The caption box that's used to display the text of VoiceOver announcements will be present, but empty and flicker each time that you move VoiceOver focus through the disk section area (which appears to suggest that VoiceOver is crashing rather than simply not working).

If you use the trackpad to move the mouse pointer to the top left of the screen and then perform VO+Space, you may find that if your aim has been good that you can access and navigate the menu bar (you may need to toggle VoiceOver off and on again for this to work). However, we would not recommend actually using the menu unless you are 100% confident that the desired UI elements are selected on the main window of Disk Utility.
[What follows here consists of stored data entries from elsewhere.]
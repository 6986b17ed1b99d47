//! Execution strategies for the extract, transform and quantize stage.
//!
//! Every strategy runs the same [`BlockKernel`]; they differ only in how
//! blocks are scheduled onto threads. All of them must return the same
//! set of blocks as [`Sequential`]. Enumeration order may differ, which is
//! why the encoder sorts blocks before packing.

use std::fmt;
use std::sync::Arc;
use std::thread::ScopedJoinHandle;

use crate::error::{Error, Result};
use crate::image::PlanarImage;
use crate::jpeg::block::{extract_block, BlockPos, QuantizedBlock};
use crate::jpeg::dct::{DctMethod, DctTables};
use crate::jpeg::quantize::QuantizationTable;

mod data_parallel;
mod fork_join;
mod pipeline;
mod pool;
#[cfg(feature = "parallel")]
mod rayon_iter;
mod sequential;

pub use data_parallel::DataParallel;
pub use fork_join::ForkJoin;
pub use pipeline::Pipeline;
pub use pool::{PooledProcessor, TaskHandle, WorkerPool};
#[cfg(feature = "parallel")]
pub use rayon_iter::RayonProcessor;
pub use sequential::Sequential;

/// The per-block math shared by every strategy.
///
/// Immutable after construction; strategies share it by reference or
/// through an `Arc`.
#[derive(Debug, Clone)]
pub struct BlockKernel {
    tables: DctTables,
    method: DctMethod,
    quantization: QuantizationTable,
}

impl BlockKernel {
    /// Kernel for `method` and `quantization`.
    pub fn new(method: DctMethod, quantization: QuantizationTable) -> Self {
        Self {
            tables: DctTables::new(),
            method,
            quantization,
        }
    }

    /// Forward DCT in use.
    pub fn method(&self) -> DctMethod {
        self.method
    }

    /// Quantization table in use.
    pub fn quantization(&self) -> &QuantizationTable {
        &self.quantization
    }

    /// Shared cosine tables.
    pub fn tables(&self) -> &DctTables {
        &self.tables
    }

    /// Forward DCT of one level-shifted block.
    #[inline]
    pub fn transform(&self, block: &[f64; 64]) -> [f64; 64] {
        self.tables.forward(self.method, block)
    }

    /// Quantize transformed coefficients.
    #[inline]
    pub fn quantize(&self, coefficients: &[f64; 64]) -> [i32; 64] {
        self.quantization.quantize(coefficients)
    }

    /// Extract, transform and quantize the block at `pos`.
    #[inline]
    pub fn process(&self, image: &PlanarImage, pos: BlockPos) -> QuantizedBlock {
        let samples = extract_block(image, pos);
        QuantizedBlock::new(pos, self.quantize(&self.transform(&samples)))
    }
}

/// Join every scoped thread, returning their outputs in order or the
/// first panic as [`Error::WorkerFailed`].
///
/// All handles are joined even after a failure, so the scope never
/// re-raises a second panic.
pub(crate) fn join_all<'scope, T>(
    handles: impl IntoIterator<Item = ScopedJoinHandle<'scope, T>>,
) -> Result<Vec<T>> {
    let mut outputs = Vec::new();
    let mut first_error = None;
    for handle in handles {
        match handle.join() {
            Ok(output) => outputs.push(output),
            Err(payload) => {
                first_error.get_or_insert(Error::from_panic(payload));
            }
        }
    }
    match first_error {
        Some(e) => Err(e),
        None => Ok(outputs),
    }
}

/// Turns a planar image into quantized blocks.
pub trait BlockProcessor: Send + Sync {
    /// Short name for logs and reports.
    fn name(&self) -> &'static str;

    /// Process every block of `image`. The returned order is unspecified,
    /// but each block carries its position.
    fn process(&self, image: &PlanarImage, kernel: &Arc<BlockKernel>)
        -> Result<Vec<QuantizedBlock>>;
}

/// Which [`BlockProcessor`] to build.
#[derive(Debug, Clone, Copy, PartialEq, Eq, Default)]
pub enum Strategy {
    /// One thread, defines the expected output.
    #[default]
    Sequential,
    /// Long-lived workers fed through a shared task queue.
    WorkerPool {
        /// Pool size.
        threads: usize,
    },
    /// Scoped threads over a strided partition of the block list.
    DataParallel {
        /// Number of lanes.
        threads: usize,
    },
    /// Extraction, DCT and quantization stages joined by channels.
    Pipeline {
        /// Transform stage threads.
        dct_workers: usize,
        /// Quantization stage threads.
        quant_workers: usize,
    },
    /// One short-lived thread per block.
    ForkJoin,
    /// Rayon's work-stealing `par_iter`.
    #[cfg(feature = "parallel")]
    Rayon,
}

impl Strategy {
    /// Construct the processor. Thread counts of zero are treated as one.
    pub fn build(&self) -> Result<Box<dyn BlockProcessor>> {
        Ok(match *self {
            Strategy::Sequential => Box::new(Sequential),
            Strategy::WorkerPool { threads } => Box::new(PooledProcessor::new(threads)?),
            Strategy::DataParallel { threads } => Box::new(DataParallel::new(threads)),
            Strategy::Pipeline {
                dct_workers,
                quant_workers,
            } => Box::new(Pipeline::new(dct_workers, quant_workers)),
            Strategy::ForkJoin => Box::new(ForkJoin::default()),
            #[cfg(feature = "parallel")]
            Strategy::Rayon => Box::new(RayonProcessor),
        })
    }

    /// Short name used in reports.
    pub fn name(&self) -> &'static str {
        match self {
            Strategy::Sequential => "sequential",
            Strategy::WorkerPool { .. } => "worker-pool",
            Strategy::DataParallel { .. } => "data-parallel",
            Strategy::Pipeline { .. } => "pipeline",
            Strategy::ForkJoin => "fork-join",
            #[cfg(feature = "parallel")]
            Strategy::Rayon => "rayon",
        }
    }

    /// Every strategy, with `threads` workers where a count applies.
    pub fn all(threads: usize) -> Vec<Strategy> {
        let mut all = vec![
            Strategy::Sequential,
            Strategy::WorkerPool { threads },
            Strategy::DataParallel { threads },
            Strategy::Pipeline {
                dct_workers: threads,
                quant_workers: threads,
            },
            Strategy::ForkJoin,
        ];
        #[cfg(feature = "parallel")]
        all.push(Strategy::Rayon);
        all
    }
}

impl fmt::Display for Strategy {
    fn fmt(&self, f: &mut fmt::Formatter<'_>) -> fmt::Result {
        match self {
            Strategy::WorkerPool { threads } | Strategy::DataParallel { threads } => {
                write!(f, "{} ({threads} threads)", self.name())
            }
            Strategy::Pipeline {
                dct_workers,
                quant_workers,
            } => write!(
                f,
                "{} ({dct_workers} dct + {quant_workers} quant)",
                self.name()
            ),
            _ => f.write_str(self.name()),
        }
    }
}
use std::sync::Arc;
use std::thread;

use tracing::trace;

use super::{join_all, BlockKernel, BlockProcessor};
use crate::error::{Error, Result};
use crate::image::PlanarImage;
use crate::jpeg::block::{block_positions, QuantizedBlock};

/// Strided partition of the block list over scoped threads.
///
/// Thread `t` of `n` handles indices `t, t + n, t + 2n, ...` of the flat
/// list (all Y blocks, then Cb, then Cr) and writes straight into the
/// preallocated slot for each index. The slots are split up front, so no
/// two threads ever share one and no lock is needed.
#[derive(Debug, Clone, Copy)]
pub struct DataParallel {
    threads: usize,
}

impl DataParallel {
    /// Split blocks over `threads` lanes (at least 1).
    pub fn new(threads: usize) -> Self {
        Self {
            threads: threads.max(1),
        }
    }

    /// Lane count.
    pub fn threads(&self) -> usize {
        self.threads
    }
}

impl BlockProcessor for DataParallel {
    fn name(&self) -> &'static str {
        "data-parallel"
    }

    fn process(
        &self,
        image: &PlanarImage,
        kernel: &Arc<BlockKernel>,
    ) -> Result<Vec<QuantizedBlock>> {
        let positions = block_positions(image.width(), image.height());
        let threads = self.threads.min(positions.len()).max(1);

        let mut slots: Vec<Option<QuantizedBlock>> = vec![None; positions.len()];
        let mut lanes: Vec<Vec<(usize, &mut Option<QuantizedBlock>)>> =
            (0..threads).map(|_| Vec::new()).collect();
        for (index, slot) in slots.iter_mut().enumerate() {
            lanes[index % threads].push((index, slot));
        }

        let kernel: &BlockKernel = kernel;
        let positions = &positions;
        thread::scope(|scope| {
            let handles: Vec<_> = lanes
                .into_iter()
                .enumerate()
                .map(|(tid, lane)| {
                    scope.spawn(move || {
                        trace!(tid, blocks = lane.len(), "data-parallel lane");
                        for (index, slot) in lane {
                            *slot = Some(kernel.process(image, positions[index]));
                        }
                    })
                })
                .collect();

            join_all(handles)
        })?;

        slots
            .into_iter()
            .map(|slot| slot.ok_or_else(|| Error::worker("data-parallel slot left empty")))
            .collect()
    }
}

#[cfg(test)]
mod tests {
    use super::super::tests::fixture;
    use super::super::Sequential;
    use super::*;

    #[test]
    fn test_preserves_stream_order() {
        let (planar, kernel) = fixture(40, 40);
        let expected = Sequential.process(&planar, &kernel).unwrap();
        for threads in [1, 2, 5, 1000] {
            let blocks = DataParallel::new(threads).process(&planar, &kernel).unwrap();
            assert_eq!(blocks, expected, "threads = {threads}");
        }
    }

    #[test]
    fn test_thread_count_coerced() {
        assert_eq!(DataParallel::new(0).threads(), 1);
        assert_eq!(DataParallel::new(6).threads(), 6);
    }
}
It appears that areas of some of the tools accessible via the Disk Utility menu are also problematic - for instance, when performing First Aid or erasing a disk, the table that contains information about the progress of these actions will also cause VoiceOver to crash when focus is placed on them.

Bug First Encountered

macOS 11.0.1

How often the bug occurs

Always
Apple feedback #
FB8914257

Status

Fixed

Fixed In

macOS 11.2

Options

Comments

By neosonic2 on Saturday, December 5, 2020 - 22:07

Some of the information in this bug report is inaccurate (please perform due diligence before posting bug reports on this site). Specifically, parts of the Disk Utility window, like the toolbar, the disk information pane (to the right of the tabular list of disks), and modal windows that appear when triggering various actions (i.e. the modal window that allows for partitioning of disks) work properly with VoiceOver. Thus, it is only the disk selection table that causes VoiceOver to become unresponsive; navigating away from this element (for example, by navigating the toolbar) usually restores VoiceOver functionality.
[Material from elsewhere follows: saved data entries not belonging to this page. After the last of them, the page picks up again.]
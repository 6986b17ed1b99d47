//! Pixel containers consumed and produced by the codec.

use crate::error::{Error, Result};
use crate::jpeg::block::Channel;

/// An interleaved 8-bit RGB image, row-major, 3 bytes per pixel.
#[derive(Debug, Clone, PartialEq, Eq)]
pub struct RgbImage {
    width: u32,
    height: u32,
    data: Vec<u8>,
}

impl RgbImage {
    /// Create a black image.
    pub fn new(width: u32, height: u32) -> Result<Self> {
        validate_dimensions(width, height)?;
        Ok(Self {
            width,
            height,
            data: vec![0; width as usize * height as usize * 3],
        })
    }

    /// Wrap an existing RGB buffer, checking its length.
    pub fn from_raw(width: u32, height: u32, data: Vec<u8>) -> Result<Self> {
        validate_dimensions(width, height)?;
        let expected = width as usize * height as usize * 3;
        if data.len() != expected {
            return Err(Error::InvalidDataLength {
                expected,
                actual: data.len(),
            });
        }
        Ok(Self {
            width,
            height,
            data,
        })
    }

    /// Deterministic gradient used by the benchmarks and quality reports.
    ///
    /// `r = x*255/w`, `g = y*255/h`, `b = (x+y) % 255`.
    pub fn test_pattern(width: u32, height: u32) -> Result<Self> {
        let mut image = Self::new(width, height)?;
        for y in 0..height {
            for x in 0..width {
                let r = (x as u64 * 255 / width as u64) as u8;
                let g = (y as u64 * 255 / height as u64) as u8;
                let b = ((x as u64 + y as u64) % 255) as u8;
                image.set_pixel(x, y, [r, g, b]);
            }
        }
        Ok(image)
    }

    /// Width in pixels.
    #[inline]
    pub fn width(&self) -> u32 {
        self.width
    }

    /// Height in pixels.
    #[inline]
    pub fn height(&self) -> u32 {
        self.height
    }

    /// Number of pixels.
    pub fn pixel_count(&self) -> usize {
        self.width as usize * self.height as usize
    }

    /// Read the pixel at `(x, y)`. Panics when out of bounds, like slice indexing.
    #[inline]
    pub fn pixel(&self, x: u32, y: u32) -> [u8; 3] {
        let idx = (y as usize * self.width as usize + x as usize) * 3;
        [self.data[idx], self.data[idx + 1], self.data[idx + 2]]
    }

    /// Overwrite one pixel.
    #[inline]
    pub fn set_pixel(&mut self, x: u32, y: u32, rgb: [u8; 3]) {
        let idx = (y as usize * self.width as usize + x as usize) * 3;
        self.data[idx..idx + 3].copy_from_slice(&rgb);
    }

    /// The raw interleaved bytes.
    pub fn as_bytes(&self) -> &[u8] {
        &self.data
    }

    /// Consume the image, returning its buffer.
    pub fn into_raw(self) -> Vec<u8> {
        self.data
    }
}

/// Three full-resolution YCbCr planes.
///
/// Chroma subsampling is not stored here; it happens when blocks are
/// sampled from the planes.
#[derive(Debug, Clone, PartialEq, Eq)]
pub struct PlanarImage {
    width: u32,
    height: u32,
    planes: [Vec<u8>; 3],
}

impl PlanarImage {
    /// Create planes filled with mid-gray (128, 128, 128).
    pub fn new(width: u32, height: u32) -> Result<Self> {
        validate_dimensions(width, height)?;
        let len = width as usize * height as usize;
        Ok(Self {
            width,
            height,
            planes: [vec![128; len], vec![128; len], vec![128; len]],
        })
    }

    /// Build from three planes of `width * height` samples each.
    pub fn from_planes(
        width: u32,
        height: u32,
        y: Vec<u8>,
        cb: Vec<u8>,
        cr: Vec<u8>,
    ) -> Result<Self> {
        validate_dimensions(width, height)?;
        let expected = width as usize * height as usize;
        for plane in [&y, &cb, &cr] {
            if plane.len() != expected {
                return Err(Error::InvalidDataLength {
                    expected,
                    actual: plane.len(),
                });
            }
        }
        Ok(Self {
            width,
            height,
            planes: [y, cb, cr],
        })
    }

    #[inline]
    pub fn width(&self) -> u32 {
        self.width
    }

    #[inline]
    pub fn height(&self) -> u32 {
        self.height
    }

    /// Samples of one channel, row-major.
    #[inline]
    pub fn plane(&self, channel: Channel) -> &[u8] {
        &self.planes[channel.index()]
    }

    /// Mutable samples of one channel.
    #[inline]
    pub fn plane_mut(&mut self, channel: Channel) -> &mut [u8] {
        &mut self.planes[channel.index()]
    }

    /// Sample of `channel` at `(x, y)`.
    #[inline]
    pub fn sample(&self, channel: Channel, x: usize, y: usize) -> u8 {
        self.planes[channel.index()][y * self.width as usize + x]
    }

    /// Mutable access to all three planes at once.
    pub(crate) fn planes_mut(&mut self) -> (&mut [u8], &mut [u8], &mut [u8]) {
        let [y, cb, cr] = &mut self.planes;
        (y, cb, cr)
    }
}

fn validate_dimensions(width: u32, height: u32) -> Result<()> {
    if width == 0 || height == 0 {
        return Err(Error::InvalidDimensions { width, height });
    }
    Ok(())
}

#[cfg(test)]
mod tests {
    use super::*;

    #[test]
    fn test_rgb_new_is_black() {
        let img = RgbImage::new(3, 2).unwrap();
        assert_eq!(img.pixel_count(), 6);
        assert!(img.as_bytes().iter().all(|&b| b == 0));
    }

    #[test]
    fn test_rgb_invalid_dimensions() {
        assert_eq!(
            RgbImage::new(0, 5),
            Err(Error::InvalidDimensions {
                width: 0,
                height: 5
            })
        );
        assert!(matches!(
            RgbImage::from_raw(4, 0, vec![]),
            Err(Error::InvalidDimensions { .. })
        ));
    }

    #[test]
    fn test_rgb_from_raw_length_mismatch() {
        assert_eq!(
            RgbImage::from_raw(2, 2, vec![0; 11]),
            Err(Error::InvalidDataLength {
                expected: 12,
                actual: 11
            })
        );
    }

    #[test]
    fn test_rgb_pixel_roundtrip() {
        let mut img = RgbImage::new(4, 4).unwrap();
        img.set_pixel(3, 2, [1, 2, 3]);
        assert_eq!(img.pixel(3, 2), [1, 2, 3]);
        assert_eq!(img.pixel(2, 3), [0, 0, 0]);
        let raw = img.into_raw();
        assert_eq!(&raw[(2 * 4 + 3) * 3..(2 * 4 + 3) * 3 + 3], &[1, 2, 3]);
    }

    #[test]
    fn test_pattern_values() {
        let img = RgbImage::test_pattern(64, 32).unwrap();
        assert_eq!(img.pixel(0, 0), [0, 0, 0]);
        assert_eq!(img.pixel(32, 0), [127, 0, 32]);
        assert_eq!(img.pixel(63, 31), [251, 247, 94]);
    }

    #[test]
    fn test_planar_starts_mid_gray() {
        let planar = PlanarImage::new(5, 3).unwrap();
        for channel in Channel::ALL {
            assert_eq!(planar.plane(channel).len(), 15);
            assert!(planar.plane(channel).iter().all(|&v| v == 128));
        }
    }

    #[test]
    fn test_planar_from_planes_checks_lengths() {
        assert!(PlanarImage::from_planes(2, 2, vec![0; 4], vec![0; 4], vec![0; 3]).is_err());
        let planar = PlanarImage::from_planes(2, 1, vec![1, 2], vec![3, 4], vec![5, 6]).unwrap();
        assert_eq!(planar.sample(Channel::Luma, 1, 0), 2);
        assert_eq!(planar.sample(Channel::ChromaBlue, 0, 0), 3);
        assert_eq!(planar.sample(Channel::ChromaRed, 1, 0), 6);
    }
}
use std::sync::Arc;

use tracing::trace;

use super::{BlockKernel, BlockProcessor};
use crate::error::Result;
use crate::image::PlanarImage;
use crate::jpeg::block::{block_positions, QuantizedBlock};

/// Single-threaded baseline. Blocks come out in stream order.
#[derive(Debug, Clone, Copy, Default)]
pub struct Sequential;

impl BlockProcessor for Sequential {
    fn name(&self) -> &'static str {
        "sequential"
    }

    fn process(
        &self,
        image: &PlanarImage,
        kernel: &Arc<BlockKernel>,
    ) -> Result<Vec<QuantizedBlock>> {
        let positions = block_positions(image.width(), image.height());
        trace!(blocks = positions.len(), "sequential pass");
        Ok(positions
            .into_iter()
            .map(|pos| kernel.process(image, pos))
            .collect())
    }
}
By Jimmy on Saturday, December 5, 2020 - 22:07

Hi. I'm using a Mac Air 2014. Voice Over always crash as soon as I launch Disc Utility from Recovery as far as I could remember. The first instance I press on "Continue" button after choosing "Disc Utility", it does read, but will immediately crash no matter if I move its focus to the disc selection table or not. The working solution for me was to use terminal on an internet-based Recovery to format my whole disc drive before performing a clean installation of Big Sur. The article I used to find disc-management related commands is here in case anyone would need: https://howchoo.com/apple/format-hard-drive-macos Long story short, the command is "diskutil erasedisk JHFS+ 'DISK_NAME--LIKE-MACKINTOSH' 'DISK-LOCATION'", where "JHFS+" is the Journaled+ file-system, and the disk location I used was /dev/disk0. Use "diskutil list" to list all disk drives, partitions and locations if you need. Cheers! HTH

By AppleForAll on Friday, February 5, 2021 - 22:07

I still have the bug on my MacBook Pro M1 running macOS 11.2.